Plans are being prepared for mergers, closures, franchising out, and bankruptcy and take over by private companies, on a massive scale.
This will take us back to the 1930s. All that would be left is a tattered patchwork of private voluntary and co-op hospitals, such that many patients would not be able to get to a hospital and would be denied the right to see a specialist.
It is clear that this entire health bill has to go. ‘Clinician-led commissioning’ is a sham, to cover up the forced march to an American style open competitive market, erected on the bones of the public provided GP surgeries, community care and the nationalised hospital network, won in 1948.
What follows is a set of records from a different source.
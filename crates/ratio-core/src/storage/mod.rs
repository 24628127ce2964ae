//! # Triple Storage
//!
//! Durable tables of triples scoped by graph, with no business rules.
//!
//! The `TripleStore` trait is the seam between the store and its backends:
//! - `MemoryTripleStore`: volatile, for tests and scratch sessions
//! - `RedbTripleStore`: disk-backed ACID storage using redb
//!
//! Every mutation goes through a `WriteBatch` that a backend applies inside
//! one write transaction. Index allocation (`WriteOp::Append`) and
//! tombstone/restore happen inside that transaction, so two writers can never
//! hand out the same property index or interleave half of a delete.

pub mod memory;
pub mod redb_store;

pub use memory::MemoryTripleStore;
pub use redb_store::RedbTripleStore;

use crate::{Namespace, RatioError, RecordId, RecordInfo, Scope, Term, Triple};
use serde::{Deserialize, Serialize};
use std::collections::{BTreeMap, BTreeSet};
use std::path::Path;

// =============================================================================
// ROWS
// =============================================================================

/// A live triple together with its ordering slot, if it has one.
#[derive(Debug, Clone, PartialEq, Eq, PartialOrd, Ord, Hash)]
pub struct StoredTriple {
    pub triple: Triple,
    pub index: Option<u64>,
}

impl StoredTriple {
    #[must_use]
    pub fn new(triple: Triple, index: Option<u64>) -> Self {
        Self { triple, index }
    }

    /// A triple without ordering slot.
    #[must_use]
    pub fn plain(triple: Triple) -> Self {
        Self::new(triple, None)
    }
}

/// The persisted form of one row. Terms are kept in canonical notation.
#[derive(Debug, Clone, PartialEq, Eq, Serialize, Deserialize)]
pub struct TripleRow {
    pub subject: String,
    pub predicate: String,
    pub object: String,
    pub property_index: Option<u64>,
    pub tombstone: Option<String>,
}

impl TripleRow {
    #[must_use]
    pub fn from_stored(row: &StoredTriple) -> Self {
        Self {
            subject: row.triple.subject.to_n3(),
            predicate: row.triple.predicate.to_n3(),
            object: row.triple.object.to_n3(),
            property_index: row.index,
            tombstone: None,
        }
    }

    pub fn to_stored(&self) -> Result<StoredTriple, RatioError> {
        Ok(StoredTriple::new(
            Triple::new(
                Term::parse_n3(&self.subject)?,
                Term::parse_n3(&self.predicate)?,
                Term::parse_n3(&self.object)?,
            ),
            self.property_index,
        ))
    }

    #[must_use]
    pub fn is_live(&self) -> bool {
        self.tombstone.is_none()
    }

    fn matches(&self, subject: &str, predicate: &str) -> bool {
        self.subject == subject && self.predicate == predicate
    }

    pub fn encode(&self) -> Result<Vec<u8>, RatioError> {
        postcard::to_stdvec(self).map_err(|e| RatioError::SerializationError(e.to_string()))
    }

    pub fn decode(bytes: &[u8]) -> Result<Self, RatioError> {
        postcard::from_bytes(bytes).map_err(|e| RatioError::DeserializationError(e.to_string()))
    }
}

// =============================================================================
// WRITE BATCH
// =============================================================================

/// One mutation inside a `WriteBatch`.
#[derive(Debug, Clone, PartialEq, Eq)]
pub enum WriteOp {
    /// Insert a row as given.
    Insert(StoredTriple),
    /// Insert `(subject, predicate, object)` at the free index of
    /// `(subject, predicate)`, allocated inside the transaction.
    Append {
        subject: Term,
        predicate: Term,
        object: Term,
    },
    /// Delete the live rows of `(subject, predicate)` carrying exactly `index`.
    Remove {
        subject: Term,
        predicate: Term,
        index: Option<u64>,
    },
    /// Tag every live row in which `node` is subject or object.
    Tombstone { node: Term, tag: String },
    /// Clear the tag on every row carrying it.
    Restore { tag: String },
}

/// An ordered list of mutations applied atomically.
#[derive(Debug, Clone, Default, PartialEq, Eq)]
pub struct WriteBatch {
    ops: Vec<WriteOp>,
}

impl WriteBatch {
    #[must_use]
    pub fn new() -> Self {
        Self::default()
    }

    pub fn insert(&mut self, triple: Triple, index: Option<u64>) -> &mut Self {
        self.ops.push(WriteOp::Insert(StoredTriple::new(triple, index)));
        self
    }

    pub fn append(&mut self, subject: Term, predicate: Term, object: Term) -> &mut Self {
        self.ops.push(WriteOp::Append {
            subject,
            predicate,
            object,
        });
        self
    }

    pub fn remove(&mut self, subject: Term, predicate: Term, index: Option<u64>) -> &mut Self {
        self.ops.push(WriteOp::Remove {
            subject,
            predicate,
            index,
        });
        self
    }

    pub fn tombstone(&mut self, node: Term, tag: impl Into<String>) -> &mut Self {
        self.ops.push(WriteOp::Tombstone {
            node,
            tag: tag.into(),
        });
        self
    }

    pub fn restore(&mut self, tag: impl Into<String>) -> &mut Self {
        self.ops.push(WriteOp::Restore { tag: tag.into() });
        self
    }

    #[must_use]
    pub fn ops(&self) -> &[WriteOp] {
        &self.ops
    }

    #[must_use]
    pub fn is_empty(&self) -> bool {
        self.ops.is_empty()
    }
}

/// What a batch did, in operation order.
#[derive(Debug, Clone, Default, PartialEq, Eq)]
pub struct BatchOutcome {
    /// Index allocated by each `Append`.
    pub appended: Vec<u64>,
    /// Rows tagged by `Tombstone` ops.
    pub tombstoned: Vec<StoredTriple>,
    /// Rows whose tag was cleared by `Restore` ops.
    pub restored: Vec<StoredTriple>,
}

/// Applies a batch to the rows of one scope.
///
/// Shared by both backends: the in-memory store hands in its own maps, the
/// redb store hands in the rows it read inside the write transaction and
/// afterwards persists `touched` and deletes `removed`.
pub(crate) struct ScopeWriter<'a> {
    rows: &'a mut BTreeMap<u64, TripleRow>,
    next_row_id: &'a mut u64,
    pub(crate) touched: BTreeSet<u64>,
    pub(crate) removed: BTreeSet<u64>,
}

impl<'a> ScopeWriter<'a> {
    pub(crate) fn new(rows: &'a mut BTreeMap<u64, TripleRow>, next_row_id: &'a mut u64) -> Self {
        Self {
            rows,
            next_row_id,
            touched: BTreeSet::new(),
            removed: BTreeSet::new(),
        }
    }

    pub(crate) fn apply(&mut self, batch: &WriteBatch) -> Result<BatchOutcome, RatioError> {
        let mut outcome = BatchOutcome::default();

        for op in batch.ops() {
            match op {
                WriteOp::Insert(row) => {
                    self.push(TripleRow::from_stored(row));
                }
                WriteOp::Append {
                    subject,
                    predicate,
                    object,
                } => {
                    let index = free_index_in(
                        self.rows.values(),
                        &subject.to_n3(),
                        &predicate.to_n3(),
                    );
                    let triple = Triple::new(subject.clone(), predicate.clone(), object.clone());
                    self.push(TripleRow::from_stored(&StoredTriple::new(
                        triple,
                        Some(index),
                    )));
                    outcome.appended.push(index);
                }
                WriteOp::Remove {
                    subject,
                    predicate,
                    index,
                } => {
                    let (s, p) = (subject.to_n3(), predicate.to_n3());
                    let ids: Vec<u64> = self
                        .rows
                        .iter()
                        .filter(|(_, row)| {
                            row.is_live() && row.matches(&s, &p) && row.property_index == *index
                        })
                        .map(|(id, _)| *id)
                        .collect();
                    for id in ids {
                        self.rows.remove(&id);
                        self.touched.remove(&id);
                        self.removed.insert(id);
                    }
                }
                WriteOp::Tombstone { node, tag } => {
                    let node = node.to_n3();
                    for (id, row) in self.rows.iter_mut() {
                        if row.is_live() && (row.subject == node || row.object == node) {
                            row.tombstone = Some(tag.clone());
                            self.touched.insert(*id);
                            outcome.tombstoned.push(row.to_stored()?);
                        }
                    }
                }
                WriteOp::Restore { tag } => {
                    for (id, row) in self.rows.iter_mut() {
                        if row.tombstone.as_deref() == Some(tag.as_str()) {
                            row.tombstone = None;
                            self.touched.insert(*id);
                            outcome.restored.push(row.to_stored()?);
                        }
                    }
                }
            }
        }

        Ok(outcome)
    }

    fn push(&mut self, row: TripleRow) {
        let id = *self.next_row_id;
        *self.next_row_id += 1;
        self.rows.insert(id, row);
        self.touched.insert(id);
    }
}

/// Max `property_index` over the given rows of `(subject, predicate)` plus one,
/// tombstoned rows included, or 0 when there is none.
pub(crate) fn free_index_in<'a>(
    rows: impl Iterator<Item = &'a TripleRow>,
    subject: &str,
    predicate: &str,
) -> u64 {
    rows.filter(|row| row.matches(subject, predicate))
        .filter_map(|row| row.property_index)
        .max()
        .map_or(0, |max| max + 1)
}

/// Live rows of a scope as stored triples.
pub(crate) fn live_rows<'a>(
    rows: impl Iterator<Item = &'a TripleRow>,
) -> Result<Vec<StoredTriple>, RatioError> {
    rows.filter(|row| row.is_live())
        .map(TripleRow::to_stored)
        .collect()
}

/// Rows carrying `tag`, as stored triples.
pub(crate) fn tagged_rows<'a>(
    rows: impl Iterator<Item = &'a TripleRow>,
    tag: &str,
) -> Result<Vec<StoredTriple>, RatioError> {
    rows.filter(|row| row.tombstone.as_deref() == Some(tag))
        .map(TripleRow::to_stored)
        .collect()
}

/// The URI a row subject names, if it names one.
pub(crate) fn subject_uri(row: &TripleRow) -> Option<String> {
    row.subject
        .strip_prefix('<')
        .and_then(|s| s.strip_suffix('>'))
        .map(str::to_string)
}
The BMA, as the doctors’ union, must stop the policy of critical engagement with the bill and stop kidding its members that there are good bits and bad bits. The BMA should stop endorsing GP commissioning as ‘clinically-led commissioning’.
They should explain that it is a blue-print for the privatisation of provision and commissioning laying the basis of an American style health market.
It should advise its members to withdraw from and stop cooperating with GPCCs immediately. It should decide on a strategy to get rid of this bill. This must mean action.
The BMA must link up with the other health service unions and the wider trade union movement and take part in the March 26th demonstration against the £81bn public spending cuts.
What is needed is industrial action to prevent the dismantling and closure of NHS infrastructure and mass redundancy of the public NHS workforce.
The Special Representative Meeting (SRM) today should oppose the bill in its entirety and give Council the power to call industrial action as necessary to defend the NHS as a publicly provided service and keep big business out of provision and commissioning.
Every NHS hospital and unit and every job must be defended, as must national terms and conditions and pensions.
Hospitals faced with closure must be occupied.
The NHS must be preserved as a public service, caring for the clinical needs of the whole population, free at the point of use.
The whole strength of the trade union movement must be mobilised to defeat this bill and if the government falls, so be it. It should be replaced with a workers government and socialism.